## Task details:
From the listing below, pull out every line where the string "ClientRootFolder" appears.

## Given entries:
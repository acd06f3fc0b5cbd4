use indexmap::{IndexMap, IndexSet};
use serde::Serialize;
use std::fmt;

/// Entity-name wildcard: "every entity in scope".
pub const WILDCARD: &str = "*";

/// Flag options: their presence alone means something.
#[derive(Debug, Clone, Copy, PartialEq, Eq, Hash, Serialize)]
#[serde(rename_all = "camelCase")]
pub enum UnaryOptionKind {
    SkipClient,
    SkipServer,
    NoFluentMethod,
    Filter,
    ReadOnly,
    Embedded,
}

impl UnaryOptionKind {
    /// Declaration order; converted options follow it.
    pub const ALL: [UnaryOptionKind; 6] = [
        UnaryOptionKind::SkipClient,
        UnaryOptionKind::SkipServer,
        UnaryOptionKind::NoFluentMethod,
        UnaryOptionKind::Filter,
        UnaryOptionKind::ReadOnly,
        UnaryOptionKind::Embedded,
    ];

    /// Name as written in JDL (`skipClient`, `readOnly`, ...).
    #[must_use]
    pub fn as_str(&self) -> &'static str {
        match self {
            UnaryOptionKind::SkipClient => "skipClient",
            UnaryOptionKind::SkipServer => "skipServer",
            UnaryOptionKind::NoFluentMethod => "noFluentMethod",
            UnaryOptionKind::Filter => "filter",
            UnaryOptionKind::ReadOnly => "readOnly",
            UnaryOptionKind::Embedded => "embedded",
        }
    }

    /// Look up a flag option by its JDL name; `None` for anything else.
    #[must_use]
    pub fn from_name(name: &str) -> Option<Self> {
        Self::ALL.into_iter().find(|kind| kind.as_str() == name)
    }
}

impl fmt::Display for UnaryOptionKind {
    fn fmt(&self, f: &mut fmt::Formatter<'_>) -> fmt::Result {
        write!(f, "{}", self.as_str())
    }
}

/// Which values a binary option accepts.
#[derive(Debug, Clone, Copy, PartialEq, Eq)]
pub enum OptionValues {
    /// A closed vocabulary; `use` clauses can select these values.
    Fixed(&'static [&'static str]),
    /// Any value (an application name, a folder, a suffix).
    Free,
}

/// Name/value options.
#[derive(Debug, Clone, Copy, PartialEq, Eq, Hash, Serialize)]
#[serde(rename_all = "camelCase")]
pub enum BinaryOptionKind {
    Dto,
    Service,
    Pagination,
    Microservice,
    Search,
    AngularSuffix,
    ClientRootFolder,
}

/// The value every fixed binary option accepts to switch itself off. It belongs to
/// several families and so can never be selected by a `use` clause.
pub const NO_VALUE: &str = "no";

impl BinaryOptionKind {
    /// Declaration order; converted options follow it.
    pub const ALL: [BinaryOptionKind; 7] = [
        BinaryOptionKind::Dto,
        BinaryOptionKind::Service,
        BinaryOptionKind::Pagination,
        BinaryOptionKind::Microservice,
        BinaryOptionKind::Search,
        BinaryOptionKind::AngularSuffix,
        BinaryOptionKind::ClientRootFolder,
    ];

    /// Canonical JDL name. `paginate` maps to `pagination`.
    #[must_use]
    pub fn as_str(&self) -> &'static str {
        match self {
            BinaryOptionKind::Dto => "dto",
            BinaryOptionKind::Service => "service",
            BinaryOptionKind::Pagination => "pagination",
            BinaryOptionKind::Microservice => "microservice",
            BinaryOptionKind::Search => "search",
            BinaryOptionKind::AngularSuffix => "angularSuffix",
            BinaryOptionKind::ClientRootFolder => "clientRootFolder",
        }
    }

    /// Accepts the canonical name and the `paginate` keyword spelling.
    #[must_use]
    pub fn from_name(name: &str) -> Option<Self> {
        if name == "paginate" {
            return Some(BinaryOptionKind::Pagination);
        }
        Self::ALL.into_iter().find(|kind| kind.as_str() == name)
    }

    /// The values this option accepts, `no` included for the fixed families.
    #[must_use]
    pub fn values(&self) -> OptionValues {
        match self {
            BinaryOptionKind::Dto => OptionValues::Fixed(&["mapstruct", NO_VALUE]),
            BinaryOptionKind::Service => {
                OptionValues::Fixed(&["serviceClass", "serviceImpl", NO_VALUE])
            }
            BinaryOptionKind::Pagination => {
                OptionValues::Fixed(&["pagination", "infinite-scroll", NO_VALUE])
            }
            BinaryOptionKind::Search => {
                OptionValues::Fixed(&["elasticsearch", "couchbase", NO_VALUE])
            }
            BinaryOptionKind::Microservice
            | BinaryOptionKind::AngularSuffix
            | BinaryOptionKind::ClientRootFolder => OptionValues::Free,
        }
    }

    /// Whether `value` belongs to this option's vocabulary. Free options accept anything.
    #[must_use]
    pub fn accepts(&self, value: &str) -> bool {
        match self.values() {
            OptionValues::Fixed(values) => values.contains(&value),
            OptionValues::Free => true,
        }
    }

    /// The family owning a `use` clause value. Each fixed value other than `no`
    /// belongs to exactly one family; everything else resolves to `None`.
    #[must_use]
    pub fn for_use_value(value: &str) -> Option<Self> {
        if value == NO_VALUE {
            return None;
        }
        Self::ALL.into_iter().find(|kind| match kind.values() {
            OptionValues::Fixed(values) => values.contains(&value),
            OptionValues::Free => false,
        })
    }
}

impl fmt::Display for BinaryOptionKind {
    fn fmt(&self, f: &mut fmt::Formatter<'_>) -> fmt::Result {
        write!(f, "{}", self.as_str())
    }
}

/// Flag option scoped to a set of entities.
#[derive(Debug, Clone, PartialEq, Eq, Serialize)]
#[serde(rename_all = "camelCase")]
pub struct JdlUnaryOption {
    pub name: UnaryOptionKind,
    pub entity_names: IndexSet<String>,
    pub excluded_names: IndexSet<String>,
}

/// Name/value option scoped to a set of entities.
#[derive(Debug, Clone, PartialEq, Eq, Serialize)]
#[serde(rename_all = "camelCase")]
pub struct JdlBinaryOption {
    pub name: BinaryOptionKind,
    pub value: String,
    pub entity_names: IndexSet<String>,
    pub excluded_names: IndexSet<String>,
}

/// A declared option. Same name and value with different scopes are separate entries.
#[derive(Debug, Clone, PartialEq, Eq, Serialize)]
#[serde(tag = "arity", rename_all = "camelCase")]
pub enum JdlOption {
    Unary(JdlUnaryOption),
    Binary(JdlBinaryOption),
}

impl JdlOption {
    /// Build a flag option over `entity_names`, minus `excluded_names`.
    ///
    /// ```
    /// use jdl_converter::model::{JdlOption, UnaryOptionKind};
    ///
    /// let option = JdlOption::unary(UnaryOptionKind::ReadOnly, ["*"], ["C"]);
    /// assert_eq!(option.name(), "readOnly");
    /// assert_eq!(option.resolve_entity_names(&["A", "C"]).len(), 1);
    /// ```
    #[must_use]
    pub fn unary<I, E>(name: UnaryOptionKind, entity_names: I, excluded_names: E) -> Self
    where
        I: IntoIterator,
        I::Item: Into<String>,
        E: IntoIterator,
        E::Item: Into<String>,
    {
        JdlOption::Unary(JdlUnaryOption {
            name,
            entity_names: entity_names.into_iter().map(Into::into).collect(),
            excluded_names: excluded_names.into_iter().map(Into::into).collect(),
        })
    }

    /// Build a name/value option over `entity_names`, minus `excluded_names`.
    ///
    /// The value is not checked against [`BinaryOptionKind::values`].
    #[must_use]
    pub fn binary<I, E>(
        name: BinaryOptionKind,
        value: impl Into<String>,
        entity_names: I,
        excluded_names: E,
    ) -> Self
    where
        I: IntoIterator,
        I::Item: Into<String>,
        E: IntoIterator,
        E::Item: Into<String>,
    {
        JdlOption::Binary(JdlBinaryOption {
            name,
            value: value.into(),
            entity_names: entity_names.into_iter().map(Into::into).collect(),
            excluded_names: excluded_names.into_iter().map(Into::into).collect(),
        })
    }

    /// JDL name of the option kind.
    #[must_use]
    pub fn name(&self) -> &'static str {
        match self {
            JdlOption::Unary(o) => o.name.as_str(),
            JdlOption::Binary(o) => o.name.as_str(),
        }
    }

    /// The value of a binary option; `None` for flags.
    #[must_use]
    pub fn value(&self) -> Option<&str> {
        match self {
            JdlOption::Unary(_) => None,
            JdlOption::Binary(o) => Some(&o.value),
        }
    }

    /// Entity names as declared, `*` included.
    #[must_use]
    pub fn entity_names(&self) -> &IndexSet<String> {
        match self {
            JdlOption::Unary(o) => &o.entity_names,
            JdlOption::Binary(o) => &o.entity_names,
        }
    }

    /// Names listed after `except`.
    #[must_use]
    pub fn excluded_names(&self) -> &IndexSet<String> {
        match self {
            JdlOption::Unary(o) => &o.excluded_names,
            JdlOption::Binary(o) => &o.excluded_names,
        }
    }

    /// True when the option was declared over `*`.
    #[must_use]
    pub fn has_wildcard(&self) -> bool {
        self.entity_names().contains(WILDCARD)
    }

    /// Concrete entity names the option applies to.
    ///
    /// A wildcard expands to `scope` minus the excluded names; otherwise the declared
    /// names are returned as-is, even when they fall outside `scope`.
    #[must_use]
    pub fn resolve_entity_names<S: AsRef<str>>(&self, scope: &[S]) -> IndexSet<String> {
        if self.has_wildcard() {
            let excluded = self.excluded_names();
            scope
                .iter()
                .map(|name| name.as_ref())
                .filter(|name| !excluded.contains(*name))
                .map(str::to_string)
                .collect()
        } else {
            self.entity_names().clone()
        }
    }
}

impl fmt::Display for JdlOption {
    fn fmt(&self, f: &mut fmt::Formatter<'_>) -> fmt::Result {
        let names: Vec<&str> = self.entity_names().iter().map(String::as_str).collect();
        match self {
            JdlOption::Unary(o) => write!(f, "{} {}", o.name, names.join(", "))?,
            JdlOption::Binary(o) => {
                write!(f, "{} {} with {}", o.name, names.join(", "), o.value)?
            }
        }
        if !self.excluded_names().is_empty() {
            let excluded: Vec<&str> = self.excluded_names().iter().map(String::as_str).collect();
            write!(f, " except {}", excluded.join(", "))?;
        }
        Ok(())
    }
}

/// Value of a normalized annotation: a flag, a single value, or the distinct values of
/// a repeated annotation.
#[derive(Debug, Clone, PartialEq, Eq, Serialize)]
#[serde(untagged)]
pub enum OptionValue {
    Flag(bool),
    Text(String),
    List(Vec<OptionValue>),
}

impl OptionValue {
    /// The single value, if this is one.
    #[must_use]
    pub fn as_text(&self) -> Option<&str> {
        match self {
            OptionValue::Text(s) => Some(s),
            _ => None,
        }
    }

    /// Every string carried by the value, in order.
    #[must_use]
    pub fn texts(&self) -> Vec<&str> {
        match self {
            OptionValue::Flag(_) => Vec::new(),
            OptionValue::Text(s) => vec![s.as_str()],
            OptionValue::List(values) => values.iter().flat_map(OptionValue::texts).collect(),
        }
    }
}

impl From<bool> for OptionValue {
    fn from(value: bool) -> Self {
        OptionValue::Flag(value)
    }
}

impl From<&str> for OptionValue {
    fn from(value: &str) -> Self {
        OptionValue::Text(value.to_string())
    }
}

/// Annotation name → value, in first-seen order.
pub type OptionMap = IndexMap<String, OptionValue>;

## Your response:
    ClientRootFolder,
        BinaryOptionKind::ClientRootFolder,
            BinaryOptionKind::ClientRootFolder => "clientRootFolder",
            | BinaryOptionKind::ClientRootFolder => OptionValues::Free,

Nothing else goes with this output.